Elle n’est donc pas à réaliser
en première intention.
Elle peut parfois devenir indiquée dans le
cadre du diagnostic différentiel éventuel avec une pathologie
tumorale, de découverte inopinée au cours de l’examen, pour lequel
elle est alors réalisée dans un deuxième temps.
* Présentation des images :
+ Paramètres
:
Les variables alphanumériques indiquées sur les images sont
habituellement nombreuses, souvent obscures pour les cliniciens,
d’autant qu’il n’existe pas de convention pour l’ensemble des sigles
utilisés, ni même pour leur place dans le cartouche.
De plus, il est
possible de les faire figurer ou non, en totalité ou en partie.
Les
informations les plus utiles en pratique sont, outre les « données
patient » et la date de l’examen, l’épaisseur des coupes (parfois
désignée par le sigle « th » [thickness]), leur niveau (qui permet de
connaître l’espacement), le centre et la largeur du fenêtrage
(respectivement C et W), l’injection éventuelle de produit de
contraste (qui peut être désignée de façon très diverse).
Les autres
paramètres techniques (kilovoltage, milliampérage, valeur
éventuelle du pitch pour une acquisition hélicoïdale, filtres
utilisés…) sont plus complexes, et en réalité du domaine des
imagiers.
+ Format
:
Les images TDM sont à l’heure actuelle, en France, la plupart du
temps, présentées sur des films de format 36 X 43 cm, réalisés grâce
à des reprographes laser, qui permettent de choisir aisément entre
différents formats ou tailles d’images, allant habituellement (avec
des variations possibles en fonction des modèles) de 1 à 24 images
par film.
Le choix du formatage repose sur un compromis entre la
taille des images et le nombre de films.
La présentation de 20 ou de
12 images par film est la plus souvent utilisée.
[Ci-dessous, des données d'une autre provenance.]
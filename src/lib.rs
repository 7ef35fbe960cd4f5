//! Cue Timer - A countdown timer service with audible cues
//!
//! One countdown, driven by start/pause/stop/skip and a one-second tick
//! source, plays a sound on every transition and when the remaining time
//! reaches fixed thresholds. An HTTP control panel exposes the buttons, the
//! duration stepper, and the `MM:SS` display.

pub mod api;
pub mod config;
pub mod services;
pub mod state;
pub mod tasks;
pub mod utils;

// Re-export commonly used types
pub use api::create_router;
pub use config::Config;
pub use state::{AppState, CountdownController, TimerState};
pub use utils::signals::shutdown_signal;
* Renseignements cliniques et compte rendu
:
L’optimisation des informations que peut apporter l’examen TDM
repose sur la qualité du dialogue entre le radiologue et son
correspondant.
Bien que cela ne soit pas toujours réalisé, il est en
fait très important que soient mentionnés dans le compte rendu de
l’examen radiologique l’état clinique du patient au moment de
l’examen, et surtout les traitements récents ou en cours, en
particulier corticoïdes, antibiotiques, anti-inflammatoires,
vasoconstricteurs, etc, qui peuvent modifier les opacités sinusiennes.
Ces informations reposent à la fois sur la précision des
renseignements cliniques communiqués par le prescripteur, et ceux
recueillis grâce à l’anamnèse par le radiologue au moment de
l’examen.
* Archivage :
La comparaison des images d’examens TDM successifs présente
souvent un intérêt évident.
En pratique, elle se heurte à des
difficultés courantes (examens égarés, « conservés » par d’autres praticiens, d’autres centres…).
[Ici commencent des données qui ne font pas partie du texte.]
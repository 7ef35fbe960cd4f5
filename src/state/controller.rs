//! Countdown controller
//!
//! Owns the [`TimerState`], turns transport commands and ticks into state
//! transitions, and fires sound cues along the way. Every command and every
//! tick runs under one lock, so they never interleave and a restart can never
//! leave two tick sources installed.

use std::{
    sync::{Arc, Mutex, MutexGuard, Weak},
    time::Duration,
};
use tokio::sync::watch;
use tracing::{debug, info, warn};

use super::timer_state::{validate_duration, DurationError, Step, TimerState};
use crate::{
    services::{Cue, CuePlayer},
    tasks::{TickCallback, TickScheduler},
};

/// Period of the countdown tick source
pub const TICK_INTERVAL: Duration = Duration::from_secs(1);

/// Remaining-time values that fire the threshold cue
pub const THRESHOLDS: [u32; 2] = [35, 25];

/// Countdown state machine driven by start/pause/stop/skip and a tick source
pub struct CountdownController {
    core: Arc<Core>,
}

struct Core {
    inner: Mutex<Inner>,
    scheduler: Arc<dyn TickScheduler>,
    cues: Arc<dyn CuePlayer>,
    updates: watch::Sender<TimerState>,
    tick_interval: Duration,
}

struct Inner {
    timer: TimerState,
    /// Stamp of the installed tick source; bumped on every cancel
    generation: u64,
}

impl CountdownController {
    /// Create an idle controller
    ///
    /// `configured_duration` is trusted here; validate it at the boundary.
    pub fn new(
        configured_duration: u32,
        scheduler: Arc<dyn TickScheduler>,
        cues: Arc<dyn CuePlayer>,
    ) -> Self {
        let timer = TimerState::new(configured_duration);
        let (updates, _) = watch::channel(timer.clone());

        Self {
            core: Arc::new(Core {
                inner: Mutex::new(Inner { timer, generation: 0 }),
                scheduler,
                cues,
                updates,
                tick_interval: TICK_INTERVAL,
            }),
        }
    }

    /// Start or resume the countdown
    ///
    /// Seeds `remaining` from the configured duration only when it is zero.
    /// Calling this while already running reinstalls the tick source and keeps
    /// the remaining time.
    pub fn start(&self) -> TimerState {
        let core = &self.core;
        let mut inner = core.lock();

        if inner.timer.remaining == 0 {
            inner.timer.remaining = inner.timer.configured_duration;
        }
        core.cues.play(Cue::Start);

        core.cancel_ticks(&mut inner);
        let generation = inner.generation;
        let weak: Weak<Core> = Arc::downgrade(core);
        let on_tick: TickCallback = Arc::new(move || {
            if let Some(core) = weak.upgrade() {
                core.tick(generation);
            }
        });
        core.scheduler.start(core.tick_interval, on_tick);
        inner.timer.running = true;

        info!("Countdown running from {}", inner.timer.display());
        core.publish(&inner)
    }

    /// Pause, keeping the remaining time for a later start
    pub fn pause(&self) -> TimerState {
        let core = &self.core;
        let mut inner = core.lock();

        if inner.timer.running {
            core.cues.play(Cue::Pause);
            info!("Countdown paused at {}", inner.timer.display());
        }
        core.cancel_ticks(&mut inner);
        inner.timer.running = false;

        core.publish(&inner)
    }

    /// Stop and clear the remaining time
    pub fn stop(&self) -> TimerState {
        let core = &self.core;
        let mut inner = core.lock();
        core.stop_locked(&mut inner);
        core.publish(&inner)
    }

    /// Jump straight to zero
    pub fn skip(&self) -> TimerState {
        let core = &self.core;
        let mut inner = core.lock();

        core.cues.play(Cue::Skip);
        core.halt(&mut inner);
        info!("Countdown skipped to zero");

        core.publish(&inner)
    }

    /// Set the duration used by the next start from zero
    pub fn set_duration(&self, seconds: u32) -> Result<TimerState, DurationError> {
        let seconds = validate_duration(seconds)?;
        let core = &self.core;
        let mut inner = core.lock();

        inner.timer.configured_duration = seconds;
        info!("Configured duration set to {}s", seconds);
        Ok(core.publish(&inner))
    }

    /// Apply one stepper press to the configured duration
    pub fn step_duration(&self, step: Step) -> TimerState {
        let core = &self.core;
        let mut inner = core.lock();

        let seconds = inner.timer.step_duration(step);
        debug!("Configured duration stepped {:?} to {}s", step, seconds);
        core.publish(&inner)
    }

    /// Copy of the current state
    pub fn snapshot(&self) -> TimerState {
        self.core.lock().timer.clone()
    }

    /// Observe every state change
    pub fn subscribe(&self) -> watch::Receiver<TimerState> {
        self.core.updates.subscribe()
    }
}

impl Core {
    fn lock(&self) -> MutexGuard<'_, Inner> {
        self.inner.lock().unwrap_or_else(|poisoned| {
            warn!("Timer state lock was poisoned, recovering");
            poisoned.into_inner()
        })
    }

    fn tick(&self, generation: u64) {
        let mut inner = self.lock();
        if inner.generation != generation || !inner.timer.running {
            debug!("Ignoring tick from a cancelled source");
            return;
        }

        inner.timer.remaining = inner.timer.remaining.saturating_sub(1);
        let remaining = inner.timer.remaining;
        debug!("Tick: {}", inner.timer.display());

        if THRESHOLDS.contains(&remaining) {
            self.cues.play(Cue::Threshold);
        }
        if remaining == 0 {
            info!("Countdown finished");
            self.stop_locked(&mut inner);
        }

        self.publish(&inner);
    }

    fn stop_locked(&self, inner: &mut Inner) {
        self.cues.play(Cue::Stop);
        self.halt(inner);
        info!("Countdown stopped");
    }

    fn halt(&self, inner: &mut Inner) {
        self.cancel_ticks(inner);
        inner.timer.remaining = 0;
        inner.timer.running = false;
    }

    fn cancel_ticks(&self, inner: &mut Inner) {
        self.scheduler.cancel();
        inner.generation = inner.generation.wrapping_add(1);
    }

    fn publish(&self, inner: &Inner) -> TimerState {
        let state = inner.timer.clone();
        self.updates.send_replace(state.clone());
        state
    }
}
Sur le plan juridique, pour un examen
d’imagerie réalisé à titre externe, dans le domaine libéral en
particulier, le patient est propriétaire de ses documents et aucun
archivage n’est requis.
Dans le domaine public, en revanche, le
centre hospitalier est propriétaire des dossiers des patients qu’il
prend en charge, et des examens d’imagerie qu’il fait pratiquer.
En
contrepartie, un archivage de ces documents est obligatoire.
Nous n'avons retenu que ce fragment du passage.